What you need to do
The response must consist of the lines below from the one with "for the value." through the one with "does when dispatched.", exactly as they appear and with both ends kept.

Entries provided

::::::::::

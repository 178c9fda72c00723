// src/plan/model.rs

use std::collections::BTreeMap;
use std::path::{Path, PathBuf};
use std::time::Duration;

use blake3::Hasher;
use serde::Deserialize;

use crate::dag::DependencyGraph;
use crate::errors::{PlanrunError, Result};
use crate::types::{ActionId, DispatchMode, DispatchOrder};

/// Top-level plan file as read from TOML.
///
/// ```toml
/// [settings]
/// title = "Rotate certificates"
/// dispatch_order = "shuffled"
///
/// [variable.host]
/// prompt = "Which host?"
///
/// [action.stop]
/// description = "Stop the service on ${host}"
/// command = "systemctl stop app"
///
/// [action.check]
/// description = "Check the dashboard"
/// prompt = "Is it green?"
/// after = ["stop"]
/// ```
///
/// This is the unvalidated form; convert it with `Plan::try_from`.
#[derive(Debug, Clone, Deserialize, Default)]
pub struct RawPlanFile {
    #[serde(default)]
    pub settings: SettingsSection,

    /// Declared variables from `[variable.<name>]`.
    #[serde(default)]
    pub variable: BTreeMap<String, VariableConfig>,

    /// All actions from `[action.<id>]`.
    #[serde(default)]
    pub action: BTreeMap<String, ActionConfig>,
}

/// `[settings]` section.
#[derive(Debug, Clone, Deserialize, Default)]
pub struct SettingsSection {
    #[serde(default)]
    pub title: Option<String>,

    #[serde(default)]
    pub dispatch_order: DispatchOrder,

    #[serde(default)]
    pub dispatch_mode: DispatchMode,

    /// Store resolved variable values in the snapshot so that a resumed run
    /// reuses them instead of asking again.
    #[serde(default)]
    pub persist_variables: bool,

    /// Default per-action timeout, e.g. `"10m"`. No timeout when absent.
    #[serde(default)]
    pub action_timeout: Option<String>,

    /// Seed for `dispatch_order = "shuffled"`.
    #[serde(default)]
    pub seed: Option<u64>,
}

/// `[variable.<name>]` section.
#[derive(Debug, Clone, Deserialize, Default)]
pub struct VariableConfig {
    /// Initial value; when present the variable is never prompted for.
    #[serde(default)]
    pub value: Option<String>,

    /// Text shown when asking for the value.
    #[serde(default)]
    pub prompt: Option<String>,

    /// Environment variable consulted before asking.
    #[serde(default)]
    pub env: Option<String>,
}

/// `[action.<id>]` section.
#[derive(Debug, Clone, Deserialize, Default)]
pub struct ActionConfig {
    #[serde(default, alias = "text")]
    pub description: String,

    /// Dependency list: this action waits for all actions listed here.
    #[serde(default)]
    pub after: Vec<String>,

    /// Variables needed beyond the ones referenced as `${name}`.
    #[serde(default)]
    pub vars: Vec<String>,

    #[serde(default)]
    pub command: Option<String>,

    #[serde(default)]
    pub prompt: Option<String>,

    #[serde(default)]
    pub variable: Option<String>,

    #[serde(default)]
    pub default: Option<String>,

    #[serde(default)]
    pub timeout: Option<String>,
}

/// Run-wide settings after parsing.
#[derive(Debug, Clone, Default, PartialEq, Eq)]
pub struct PlanSettings {
    pub title: Option<String>,
    pub dispatch_order: DispatchOrder,
    pub dispatch_mode: DispatchMode,
    pub persist_variables: bool,
    pub action_timeout: Option<Duration>,
    pub seed: Option<u64>,
}

/// What an action does when dispatched.
#[derive(Debug, Clone, PartialEq, Eq)]
pub enum ActionKind {
    /// Run a shell command; success is exit status 0.
    Command { command: String },
    /// Show the description and ask the operator whether it was done.
    Manual { prompt: String },
    /// Ask the operator for a value and assign it to a variable.
    SetVariable { variable: String, default: String },
}

impl ActionKind {
    pub fn label(&self) -> &'static str {
        match self {
            ActionKind::Command { .. } => "command",
            ActionKind::Manual { .. } => "manual",
            ActionKind::SetVariable { .. } => "set",
        }
    }
}

/// A declared unit of work.
#[derive(Debug, Clone, PartialEq, Eq)]
pub struct Action {
    pub id: ActionId,
    pub description: String,
    pub dependencies: Vec<ActionId>,
    pub variable_refs: Vec<String>,
    pub kind: ActionKind,
    pub timeout: Option<Duration>,
}

impl Action {
    pub fn new(id: impl Into<ActionId>, kind: ActionKind) -> Self {
        Self {
            id: id.into(),
            description: String::new(),
            dependencies: Vec::new(),
            variable_refs: Vec::new(),
            kind,
            timeout: None,
        }
    }

    /// Every piece of text that may contain `${name}` references.
    pub fn templated_text(&self) -> Vec<&str> {
        let mut text = vec![self.description.as_str()];
        match &self.kind {
            ActionKind::Command { command } => text.push(command),
            ActionKind::Manual { prompt } => text.push(prompt),
            ActionKind::SetVariable { default, .. } => text.push(default),
        }
        text
    }
}

/// A declared variable.
#[derive(Debug, Clone, PartialEq, Eq)]
pub struct VariableDecl {
    pub name: String,
    pub initial: Option<String>,
    pub prompt: Option<String>,
    pub env: Option<String>,
}

impl VariableDecl {
    pub fn new(name: impl Into<String>) -> Self {
        Self {
            name: name.into(),
            initial: None,
            prompt: None,
            env: None,
        }
    }
}

/// A validated plan: acyclic, every dependency and variable reference
/// resolvable. Immutable for the duration of a run.
#[derive(Debug, Clone)]
pub struct Plan {
    source: Option<PathBuf>,
    settings: PlanSettings,
    actions: BTreeMap<ActionId, Action>,
    variables: BTreeMap<String, VariableDecl>,
    graph: DependencyGraph,
    digest: String,
}

impl Plan {
    /// Build and validate a plan.
    ///
    /// Fails with `InvalidPlan` on duplicate ids or undeclared variables, and
    /// with `UnknownDependency` / `CyclicDependency` from the graph check.
    pub fn new(
        actions: Vec<Action>,
        variables: Vec<VariableDecl>,
        settings: PlanSettings,
    ) -> Result<Self> {
        let mut variable_map = BTreeMap::new();
        for decl in variables {
            if variable_map.contains_key(&decl.name) {
                return Err(PlanrunError::InvalidPlan(format!(
                    "variable '{}' is declared twice",
                    decl.name
                )));
            }
            variable_map.insert(decl.name.clone(), decl);
        }

        let mut action_map = BTreeMap::new();
        for action in actions {
            if action.id.trim().is_empty() {
                return Err(PlanrunError::InvalidPlan(
                    "action ids must not be empty".to_string(),
                ));
            }
            if action_map.contains_key(&action.id) {
                return Err(PlanrunError::InvalidPlan(format!(
                    "action '{}' is declared twice",
                    action.id
                )));
            }
            check_variables(&action, &variable_map)?;
            action_map.insert(action.id.clone(), action);
        }

        if action_map.is_empty() {
            return Err(PlanrunError::InvalidPlan(
                "plan must contain at least one [action.<id>] section".to_string(),
            ));
        }

        let graph = DependencyGraph::build(&action_map)?;
        let digest = compute_digest(&action_map, &variable_map);

        Ok(Self {
            source: None,
            settings,
            actions: action_map,
            variables: variable_map,
            graph,
            digest,
        })
    }

    pub fn with_source(mut self, path: impl Into<PathBuf>) -> Self {
        self.source = Some(path.into());
        self
    }

    /// File the plan was loaded from, if any.
    pub fn source(&self) -> Option<&Path> {
        self.source.as_deref()
    }

    pub fn settings(&self) -> &PlanSettings {
        &self.settings
    }

    pub fn title(&self) -> Option<&str> {
        self.settings.title.as_deref()
    }

    pub fn graph(&self) -> &DependencyGraph {
        &self.graph
    }

    /// Stable fingerprint of the plan's actions and variables.
    pub fn digest(&self) -> &str {
        &self.digest
    }

    pub fn action(&self, id: &str) -> Option<&Action> {
        self.actions.get(id)
    }

    pub fn contains(&self, id: &str) -> bool {
        self.actions.contains_key(id)
    }

    /// Actions sorted by id.
    pub fn actions(&self) -> impl Iterator<Item = &Action> {
        self.actions.values()
    }

    pub fn action_ids(&self) -> impl Iterator<Item = &str> {
        self.actions.keys().map(|s| s.as_str())
    }

    pub fn len(&self) -> usize {
        self.actions.len()
    }

    pub fn is_empty(&self) -> bool {
        self.actions.is_empty()
    }

    pub fn variable(&self, name: &str) -> Option<&VariableDecl> {
        self.variables.get(name)
    }

    pub fn variables(&self) -> impl Iterator<Item = &VariableDecl> {
        self.variables.values()
    }
}

fn check_variables(action: &Action, variables: &BTreeMap<String, VariableDecl>) -> Result<()> {
    for name in &action.variable_refs {
        if !variables.contains_key(name) {
            return Err(PlanrunError::InvalidPlan(format!(
                "action '{}' references undeclared variable '{}'",
                action.id, name
            )));
        }
    }
    if let ActionKind::SetVariable { variable, .. } = &action.kind {
        if !variables.contains_key(variable) {
            return Err(PlanrunError::InvalidPlan(format!(
                "action '{}' sets undeclared variable '{}'",
                action.id, variable
            )));
        }
    }
    Ok(())
}

fn compute_digest(
    actions: &BTreeMap<ActionId, Action>,
    variables: &BTreeMap<String, VariableDecl>,
) -> String {
    let mut hasher = Hasher::new();
    for (id, action) in actions {
        hasher.update(b"action\0");
        hasher.update(id.as_bytes());
        hasher.update(b"\0");
        hasher.update(action.kind.label().as_bytes());
        for text in action.templated_text() {
            hasher.update(b"\0");
            hasher.update(text.as_bytes());
        }
        for dep in &action.dependencies {
            hasher.update(b"\0after\0");
            hasher.update(dep.as_bytes());
        }
        hasher.update(b"\n");
    }
    for name in variables.keys() {
        hasher.update(b"variable\0");
        hasher.update(name.as_bytes());
        hasher.update(b"\n");
    }
    hasher.finalize().to_hex().to_string()
}
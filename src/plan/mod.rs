// src/plan/mod.rs

//! Plan model, loading and validation.
//!
//! - [`model`] holds the TOML-backed raw data and the validated [`Plan`].
//! - [`loader`] reads plan files from disk.
//! - [`validate`] turns a raw file into a plan.
//! - [`template`] finds and expands `${name}` references.

pub mod loader;
pub mod model;
pub mod template;
pub mod validate;

pub use loader::{load_and_validate, load_from_path};
pub use model::{
    Action, ActionConfig, ActionKind, Plan, PlanSettings, RawPlanFile, SettingsSection,
    VariableConfig, VariableDecl,
};
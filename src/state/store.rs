// src/state/store.rs

//! Durable owner of the execution state.
//!
//! Every successful mutation is written to the sink before the call returns,
//! so the snapshot on disk never lags behind what the scheduler believes.

use std::collections::BTreeMap;
use std::path::PathBuf;

use tracing::{debug, info, warn};

use crate::errors::{PlanrunError, Result};
use crate::plan::Plan;
use crate::state::model::{ExecutionState, TransitionMeta};
use crate::state::sink::SnapshotSink;
use crate::state::snapshot::{AuditEntry, PersistedVariable, SCHEMA_VERSION, Snapshot};
use crate::types::{ActionId, Status};

const RESUME_NOTE: &str = "interrupted while running; reset on resume";

#[derive(Debug)]
pub struct StateStore {
    state: ExecutionState,
    variables: BTreeMap<String, PersistedVariable>,
    audit: Vec<AuditEntry>,
    plan_path: Option<PathBuf>,
    plan_digest: String,
    persist_variables: bool,
    interrupted: Vec<ActionId>,
    sink: Box<dyn SnapshotSink>,
}

impl StateStore {
    /// A store with every action of `plan` pending. Nothing is written yet.
    pub fn fresh(plan: &Plan, sink: Box<dyn SnapshotSink>) -> Self {
        Self {
            state: ExecutionState::pending_for(plan),
            variables: BTreeMap::new(),
            audit: Vec::new(),
            plan_path: plan.source().map(|p| p.to_path_buf()),
            plan_digest: plan.digest().to_string(),
            persist_variables: plan.settings().persist_variables,
            interrupted: Vec::new(),
            sink,
        }
    }

    /// Rebuild the store from a snapshot of a previous run of `plan`.
    ///
    /// An empty action map starts fresh. Actions found `Running` were cut
    /// off mid-flight and go back to `Pending`; each reset is audited.
    pub fn load(plan: &Plan, snapshot: Snapshot, sink: Box<dyn SnapshotSink>) -> Result<Self> {
        let mut store = Self::fresh(plan, sink);

        if snapshot.actions.is_empty() {
            info!("snapshot holds no actions; starting fresh");
            return Ok(store);
        }

        check_snapshot(plan, &snapshot)?;

        if let Some(digest) = &snapshot.plan_digest {
            if digest != plan.digest() {
                warn!(
                    stored = %digest,
                    current = %plan.digest(),
                    "plan changed since the snapshot was written"
                );
            }
        }

        store.state = ExecutionState::from_records(snapshot.actions);
        store.variables = snapshot.variables;
        store.audit = snapshot.audit;

        let running: Vec<ActionId> = store
            .state
            .records()
            .filter(|(_, r)| r.status == Status::Running)
            .map(|(id, _)| id.to_string())
            .collect();

        for id in running {
            let meta = TransitionMeta::now().with_summary(RESUME_NOTE);
            store.audit.push(AuditEntry {
                at: meta.at,
                action: id.clone(),
                from: Status::Running,
                to: Status::Pending,
                note: Some(RESUME_NOTE.to_string()),
            });
            apply(&mut store.state, &id, Status::Pending, &meta);
            warn!(action = %id, "action was running when the previous run stopped; reset to pending");
            store.interrupted.push(id);
        }

        Ok(store)
    }

    pub fn state(&self) -> &ExecutionState {
        &self.state
    }

    pub fn status_of(&self, id: &str) -> Option<Status> {
        self.state.status_of(id)
    }

    /// Actions that were reset from `Running` when the store was loaded.
    pub fn interrupted(&self) -> &[ActionId] {
        &self.interrupted
    }

    pub fn audit(&self) -> &[AuditEntry] {
        &self.audit
    }

    pub fn sink(&self) -> &dyn SnapshotSink {
        self.sink.as_ref()
    }

    /// Move `id` from `from` to `to` and persist.
    ///
    /// `Ready` is derived and never stored.
    pub fn transition(
        &mut self,
        id: &str,
        from: Status,
        to: Status,
        meta: TransitionMeta,
    ) -> Result<()> {
        let actual = self
            .state
            .status_of(id)
            .ok_or_else(|| PlanrunError::UnknownAction(id.to_string()))?;

        if actual != from {
            return Err(PlanrunError::InvalidTransition {
                action: id.to_string(),
                expected: from,
                actual,
            });
        }
        if !to.is_persistable() {
            return Err(PlanrunError::InvalidTransition {
                action: id.to_string(),
                expected: from,
                actual: to,
            });
        }

        apply(&mut self.state, id, to, &meta);
        debug!(action = %id, from = %from, to = %to, "transition");
        self.persist()
    }

    /// Write the current snapshot to the sink.
    pub fn persist(&mut self) -> Result<()> {
        let snapshot = self.snapshot();
        self.sink.write(&snapshot)
    }

    /// Serializable copy of the current state.
    pub fn snapshot(&self) -> Snapshot {
        Snapshot {
            schema_version: SCHEMA_VERSION,
            plan: self.plan_path.clone(),
            plan_digest: Some(self.plan_digest.clone()),
            actions: self.state.to_records(),
            variables: if self.persist_variables {
                self.variables.clone()
            } else {
                BTreeMap::new()
            },
            audit: self.audit.clone(),
        }
    }

    pub fn set_persist_variables(&mut self, enabled: bool) {
        self.persist_variables = enabled;
    }

    /// Remember a resolved variable. Only written out with `persist_variables`.
    pub fn record_variable(&mut self, name: &str, value: &str, provenance: &str) {
        self.variables.insert(
            name.to_string(),
            PersistedVariable {
                value: value.to_string(),
                provenance: provenance.to_string(),
            },
        );
    }

    /// Variables carried by the loaded snapshot, if persistence is on.
    pub fn persisted_variables(&self) -> BTreeMap<String, PersistedVariable> {
        if self.persist_variables {
            self.variables.clone()
        } else {
            BTreeMap::new()
        }
    }

    /// Put a failed or blocked action back to `Pending`.
    ///
    /// With `cascade`, every blocked descendant is reset too. Returns the ids
    /// that changed, in topological order.
    pub fn reset(
        &mut self,
        plan: &Plan,
        id: &str,
        cascade: bool,
        note: Option<&str>,
    ) -> Result<Vec<ActionId>> {
        let status = self
            .state
            .status_of(id)
            .ok_or_else(|| PlanrunError::UnknownAction(id.to_string()))?;

        if !status.is_obstruction() {
            return Err(PlanrunError::InvalidReset {
                action: id.to_string(),
                status,
            });
        }

        let mut targets = vec![id.to_string()];
        if cascade {
            targets.extend(
                plan.graph()
                    .descendants_of(id)
                    .into_iter()
                    .filter(|d| self.state.status_of(d) == Some(Status::Blocked)),
            );
        }

        for target in &targets {
            self.audited(target, Status::Pending, note.unwrap_or("reset"));
        }
        info!(action = %id, count = targets.len(), "reset to pending");
        self.persist()?;
        Ok(targets)
    }

    /// Reset every failed action and every blocked action. Used by
    /// `resume --retry-failed`.
    pub fn reset_all_failed(&mut self, note: &str) -> Result<Vec<ActionId>> {
        let targets: Vec<ActionId> = self
            .state
            .records()
            .filter(|(_, r)| r.status.is_obstruction())
            .map(|(id, _)| id.to_string())
            .collect();

        if targets.is_empty() {
            return Ok(targets);
        }
        for target in &targets {
            self.audited(target, Status::Pending, note);
        }
        self.persist()?;
        Ok(targets)
    }

    /// Record that the operator completed `id` by hand.
    pub fn mark_succeeded(&mut self, id: &str, note: Option<&str>) -> Result<()> {
        let status = self
            .state
            .status_of(id)
            .ok_or_else(|| PlanrunError::UnknownAction(id.to_string()))?;

        if !matches!(status, Status::Pending | Status::Failed | Status::Blocked) {
            return Err(PlanrunError::InvalidMarkDone {
                action: id.to_string(),
                status,
            });
        }

        self.audited(id, Status::Succeeded, note.unwrap_or("marked done by operator"));
        info!(action = %id, "marked succeeded");
        self.persist()
    }

    fn audited(&mut self, id: &str, to: Status, note: &str) {
        let from = self.state.status_of(id).unwrap_or(Status::Pending);
        let meta = TransitionMeta::now().with_summary(note);
        self.audit.push(AuditEntry {
            at: meta.at,
            action: id.to_string(),
            from,
            to,
            note: Some(note.to_string()),
        });
        apply(&mut self.state, id, to, &meta);
    }
}

/// Check that `snapshot` can describe a run of `plan`: supported schema,
/// exactly the plan's actions, and no derived statuses.
pub fn check_snapshot(plan: &Plan, snapshot: &Snapshot) -> Result<()> {
    if snapshot.schema_version == 0 || snapshot.schema_version > SCHEMA_VERSION {
        return Err(PlanrunError::StateCorruption(format!(
            "unsupported snapshot schema version {}",
            snapshot.schema_version
        )));
    }

    for id in snapshot.actions.keys() {
        if !plan.contains(id) {
            return Err(PlanrunError::StateCorruption(format!(
                "snapshot refers to action '{id}', which is not in the plan"
            )));
        }
    }
    for id in plan.action_ids() {
        if !snapshot.actions.contains_key(id) {
            return Err(PlanrunError::StateCorruption(format!(
                "snapshot has no record for action '{id}'"
            )));
        }
    }
    if let Some((id, _)) = snapshot
        .actions
        .iter()
        .find(|(_, r)| !r.status.is_persistable())
    {
        return Err(PlanrunError::StateCorruption(format!(
            "action '{id}' is stored as ready, which is never persisted"
        )));
    }
    Ok(())
}

fn apply(state: &mut ExecutionState, id: &str, to: Status, meta: &TransitionMeta) {
    let Some(record) = state.record_mut(id) else {
        return;
    };
    record.status = to;
    match to {
        Status::Running => {
            record.started_at = Some(meta.at);
            record.ended_at = None;
            record.summary = None;
            record.attempts += 1;
        }
        Status::Succeeded | Status::Failed => {
            record.ended_at = Some(meta.at);
            record.summary = meta.summary.clone();
        }
        Status::Blocked => {
            record.summary = meta.summary.clone();
        }
        Status::Pending => {
            record.started_at = None;
            record.ended_at = None;
            record.summary = meta.summary.clone();
        }
        Status::Ready => {}
    }
}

::::::::::

Answer to this task
    /// Text shown when asking for the value.
    #[serde(default)]
    pub prompt: Option<String>,

    /// Environment variable consulted before asking.
    #[serde(default)]
    pub env: Option<String>,
}

/// `[action.<id>]` section.
#[derive(Debug, Clone, Deserialize, Default)]
pub struct ActionConfig {
    #[serde(default, alias = "text")]
    pub description: String,

    /// Dependency list: this action waits for all actions listed here.
    #[serde(default)]
    pub after: Vec<String>,

    /// Variables needed beyond the ones referenced as `${name}`.
    #[serde(default)]
    pub vars: Vec<String>,

    #[serde(default)]
    pub command: Option<String>,

    #[serde(default)]
    pub prompt: Option<String>,

    #[serde(default)]
    pub variable: Option<String>,

    #[serde(default)]
    pub default: Option<String>,

    #[serde(default)]
    pub timeout: Option<String>,
}

/// Run-wide settings after parsing.
#[derive(Debug, Clone, Default, PartialEq, Eq)]
pub struct PlanSettings {
    pub title: Option<String>,
    pub dispatch_order: DispatchOrder,
    pub dispatch_mode: DispatchMode,
    pub persist_variables: bool,
    pub action_timeout: Option<Duration>,
    pub seed: Option<u64>,
}

/// What an action does when dispatched.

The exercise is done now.